We're not hiring this year, but if we were, and if I were on the committee, and if I saw a vita that were the Econ equivalent of the one below, I would move heaven and earth to get the applicant an interview at the AEAs.I'd put high odds that one or two folks round the traps would see this kind of vita as being a reason to rule a candidate out. It would be highly interesting if some job market candidate next year were to do a randomized trial on whether this kind of vita or the generic sort landed more AEA interviews. Highly interesting 'cause the costs don't fall on me and I'd want to know the results. If there weren't so many veto players in hiring processes, the strategy would induce a nice separating equilibrium.
As a side note, I can imagine how I'd come up with scores on strength, dex, con, intelligence: get measures of strength, dexterity, stamina and IQ, get some population averages, then map them to the 3d6 distribution. I have no clue how wisdom could be measured in the real world; charisma would similarly be tough.

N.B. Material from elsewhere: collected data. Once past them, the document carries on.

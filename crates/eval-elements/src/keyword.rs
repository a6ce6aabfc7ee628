//! Literal keyword elements and their structural roles.
//!
//! A [`Keyword`] anchors a pattern on fixed text. Keywords tagged as opening
//! or closing statements let a scanner track nesting depth of paired
//! delimiters without comparing against a hardcoded bracket set.

use crate::element::MatchElement;
use crate::result::MatchResult;
use std::fmt;

/// Structural role of a [`Keyword`] inside a pattern.
#[derive(Debug, Clone, Copy, Default, PartialEq, Eq, Hash)]
#[cfg_attr(
    feature = "serde",
    derive(serde::Serialize, serde::Deserialize),
    serde(rename_all = "snake_case")
)]
pub enum KeywordType {
    /// Ordinary static text with no pairing semantics.
    #[default]
    Generic,
    /// First keyword of a semantically paired couple, e.g. `(`.
    OpeningStatement,
    /// Second keyword of a semantically paired couple, e.g. `)`.
    ClosingStatement,
}

impl KeywordType {
    /// Change in nesting depth caused by passing a keyword of this type.
    ///
    /// # Examples
    ///
    /// ```
    /// use eval_elements::KeywordType;
    ///
    /// assert_eq!(KeywordType::OpeningStatement.depth_delta(), 1);
    /// assert_eq!(KeywordType::ClosingStatement.depth_delta(), -1);
    /// assert_eq!(KeywordType::Generic.depth_delta(), 0);
    /// ```
    #[must_use]
    pub const fn depth_delta(self) -> isize {
        match self {
            Self::Generic => 0,
            Self::OpeningStatement => 1,
            Self::ClosingStatement => -1,
        }
    }

    /// Whether the keyword takes part in delimiter pairing.
    #[must_use]
    pub const fn is_structural(self) -> bool {
        !matches!(self, Self::Generic)
    }

    /// Return the role as a string slice.
    #[must_use]
    pub const fn as_str(self) -> &'static str {
        match self {
            Self::Generic => "generic",
            Self::OpeningStatement => "opening_statement",
            Self::ClosingStatement => "closing_statement",
        }
    }
}

impl fmt::Display for KeywordType {
    fn fmt(&self, f: &mut fmt::Formatter<'_>) -> fmt::Result {
        f.write_str(self.as_str())
    }
}

/// Fixed literal text inside a pattern.
///
/// The name is trimmed once at construction; incoming prefixes are compared
/// verbatim. Two keywords are equal when both name and type agree.
///
/// # Examples
///
/// ```
/// use eval_elements::{Keyword, KeywordType};
///
/// let keyword = Keyword::new("  (  ");
/// assert_eq!(keyword.name(), "(");
/// assert_eq!(keyword.kind(), KeywordType::Generic);
/// assert_ne!(keyword, Keyword::open("("));
/// ```
#[derive(Debug, Clone, PartialEq, Eq, Hash)]
#[cfg_attr(
    feature = "serde",
    derive(serde::Serialize, serde::Deserialize),
    serde(from = "RawKeyword")
)]
pub struct Keyword {
    name: String,
    #[cfg_attr(feature = "serde", serde(rename = "type"))]
    kind: KeywordType,
}

impl Keyword {
    /// Create a generic keyword.
    #[must_use]
    pub fn new(name: impl AsRef<str>) -> Self {
        Self::with_type(name, KeywordType::Generic)
    }

    /// Create a keyword with an explicit structural role.
    #[must_use]
    pub fn with_type(name: impl AsRef<str>, kind: KeywordType) -> Self {
        Self {
            name: name.as_ref().trim().to_string(),
            kind,
        }
    }

    /// Create the opening keyword of a delimiter pair.
    #[must_use]
    pub fn open(name: impl AsRef<str>) -> Self {
        Self::with_type(name, KeywordType::OpeningStatement)
    }

    /// Create the closing keyword of a delimiter pair.
    #[must_use]
    pub fn close(name: impl AsRef<str>) -> Self {
        Self::with_type(name, KeywordType::ClosingStatement)
    }

    /// The trimmed literal text.
    #[must_use]
    pub fn name(&self) -> &str {
        &self.name
    }

    /// The structural role.
    #[must_use]
    pub const fn kind(&self) -> KeywordType {
        self.kind
    }
}

/// Opening keyword of a delimiter pair, usually a bracket such as `[`.
#[expect(non_snake_case, reason = "mirrors the element name used in patterns")]
#[must_use]
pub fn OpenKeyword(name: impl AsRef<str>) -> Keyword {
    Keyword::open(name)
}

/// Closing keyword of a delimiter pair, usually a bracket such as `]`.
#[expect(non_snake_case, reason = "mirrors the element name used in patterns")]
#[must_use]
pub fn CloseKeyword(name: impl AsRef<str>) -> Keyword {
    Keyword::close(name)
}

impl MatchElement for Keyword {
    fn matches(&self, prefix: &str, _is_last: bool) -> MatchResult {
        // A longer prefix still matches; the surplus belongs to the next element.
        if prefix.starts_with(self.name.as_str()) {
            MatchResult::exact(self.name.chars().count(), self.name.clone())
        } else if self.name.starts_with(prefix) {
            MatchResult::PossibleMatch
        } else {
            MatchResult::NoMatch
        }
    }
}

impl fmt::Display for Keyword {
    fn fmt(&self, f: &mut fmt::Formatter<'_>) -> fmt::Result {
        f.write_str(&self.name)
    }
}

impl From<&str> for Keyword {
    fn from(name: &str) -> Self {
        Self::new(name)
    }
}

impl From<String> for Keyword {
    fn from(name: String) -> Self {
        Self::new(name)
    }
}

/// Deserialisation shape; routes through the trimming constructor.
#[cfg(feature = "serde")]
#[derive(serde::Deserialize)]
struct RawKeyword {
    name: String,
    #[serde(default, rename = "type")]
    kind: KeywordType,
}

#[cfg(feature = "serde")]
impl From<RawKeyword> for Keyword {
    fn from(raw: RawKeyword) -> Self {
        Self::with_type(raw.name, raw.kind)
    }
}
//! Failure reasons surfaced when converting a capture into a value.

use thiserror::Error;

/// Why a variable produced no value for its capture.
///
/// None of these abort a parse; the scanner decides whether to backtrack.
///
/// # Examples
/// ```
/// use eval_elements::MapError;
/// let err = MapError::Conversion { variable: "count".into() };
/// assert_eq!(err.to_string(), "variable `count` could not convert its capture");
/// ```
#[derive(Debug, Clone, PartialEq, Eq, Error)]
pub enum MapError {
    /// The context handed over is not the type the variable was built for.
    #[error("variable `{variable}` expects a context of type `{expected}`")]
    ContextMismatch {
        /// Name of the variable.
        variable: String,
        /// Type name of the expected context.
        expected: &'static str,
    },
    /// The map function rejected the input.
    #[error("variable `{variable}` could not convert its capture")]
    Conversion {
        /// Name of the variable.
        variable: String,
    },
    /// The capture evaluated to nothing and the variable does not accept nil.
    #[error("variable `{variable}` does not accept a nil value")]
    NilRejected {
        /// Name of the variable.
        variable: String,
    },
}

impl MapError {
    /// Name of the variable that failed.
    #[must_use]
    pub fn variable(&self) -> &str {
        match self {
            Self::ContextMismatch { variable, .. }
            | Self::Conversion { variable }
            | Self::NilRejected { variable } => variable,
        }
    }
}

#[cfg(test)]
mod tests {
    use super::*;

    #[test]
    fn formats_context_mismatch() {
        let err = MapError::ContextMismatch {
            variable: "body".into(),
            expected: "Calculator",
        };
        assert_eq!(
            err.to_string(),
            "variable `body` expects a context of type `Calculator`"
        );
        assert_eq!(err.variable(), "body");
    }

    #[test]
    fn formats_nil_rejection() {
        let err = MapError::NilRejected {
            variable: "rhs".into(),
        };
        assert_eq!(err.to_string(), "variable `rhs` does not accept a nil value");
    }
}
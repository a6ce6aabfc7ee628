//! Evaluation policy flags carried by every variable.

/// Policy a scanner and interpreter read from a [`Variable`](crate::Variable).
///
/// The defaults capture as little text as possible, evaluate the capture
/// through the context, and reject captures that evaluate to nothing.
///
/// # Examples
///
/// ```
/// use eval_elements::VariableOptions;
///
/// let options = VariableOptions::default().with_interpreted(false);
/// assert!(options.shortest);
/// assert!(!options.interpreted);
/// assert!(!options.accepts_nil_value);
/// ```
#[derive(Debug, Clone, Copy, PartialEq, Eq, Hash)]
#[cfg_attr(
    feature = "serde",
    derive(serde::Serialize, serde::Deserialize),
    serde(default)
)]
pub struct VariableOptions {
    /// Prefer the minimal capture instead of consuming as much as possible.
    pub shortest: bool,
    /// Evaluate the raw capture through the context before mapping it.
    pub interpreted: bool,
    /// Feed an absent evaluation result into the map instead of failing.
    pub accepts_nil_value: bool,
}

impl VariableOptions {
    /// The default policy, usable in `const` contexts.
    pub const DEFAULT: Self = Self {
        shortest: true,
        interpreted: true,
        accepts_nil_value: false,
    };

    /// Replace the greediness policy.
    #[must_use]
    pub const fn with_shortest(self, shortest: bool) -> Self {
        Self { shortest, ..self }
    }

    /// Replace the evaluation policy.
    #[must_use]
    pub const fn with_interpreted(self, interpreted: bool) -> Self {
        Self {
            interpreted,
            ..self
        }
    }

    /// Replace the nil acceptance policy.
    #[must_use]
    pub const fn with_accepts_nil_value(self, accepts_nil_value: bool) -> Self {
        Self {
            accepts_nil_value,
            ..self
        }
    }
}

impl Default for VariableOptions {
    fn default() -> Self {
        Self::DEFAULT
    }
}

#[cfg(test)]
mod tests {
    use super::*;

    #[test]
    fn default_is_shortest_interpreted_and_rejects_nil() {
        let options = VariableOptions::default();
        assert!(options.shortest);
        assert!(options.interpreted);
        assert!(!options.accepts_nil_value);
    }

    #[test]
    fn builders_replace_single_flag() {
        let options = VariableOptions::DEFAULT
            .with_shortest(false)
            .with_accepts_nil_value(true);
        assert_eq!(
            options,
            VariableOptions {
                shortest: false,
                interpreted: true,
                accepts_nil_value: true,
            }
        );
    }
}
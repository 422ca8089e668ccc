//! Typed - 関数 API
//!
//! # 二層構造
//! - **表層（Typed）**: `TypedFunction` trait - 引数・戻り値が型付き
//! - **内部（Dyn）**: `Function` trait - object-safe, JSON in / JSON out

pub mod function;
pub mod registry;

pub use self::function::{FnFunction, Function, Typed, TypedFunction};
pub use self::registry::FunctionRegistry;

I don't buy the guy' scores if he's using a standard early edition set of D&D rules. 3d6 gives an average of 10.5 and sd is 3. So he's claiming to be >4sd above average - IQ 162.5 - in a part of the distribution you can't get by standard rolls. Of course, I'd expect any PhD-bearing candidate in Econ to score at least a 19 INT; I'd also expect to see some GRE scores to back that up. My GRE scores gave me a D&D INT score that rounds to 21, if 1998 GREs are still a reliable predictor. The rest of my scores would be much much worse.
Could be fun over Christmas...the D&D Vita. Publications and such as Inventory...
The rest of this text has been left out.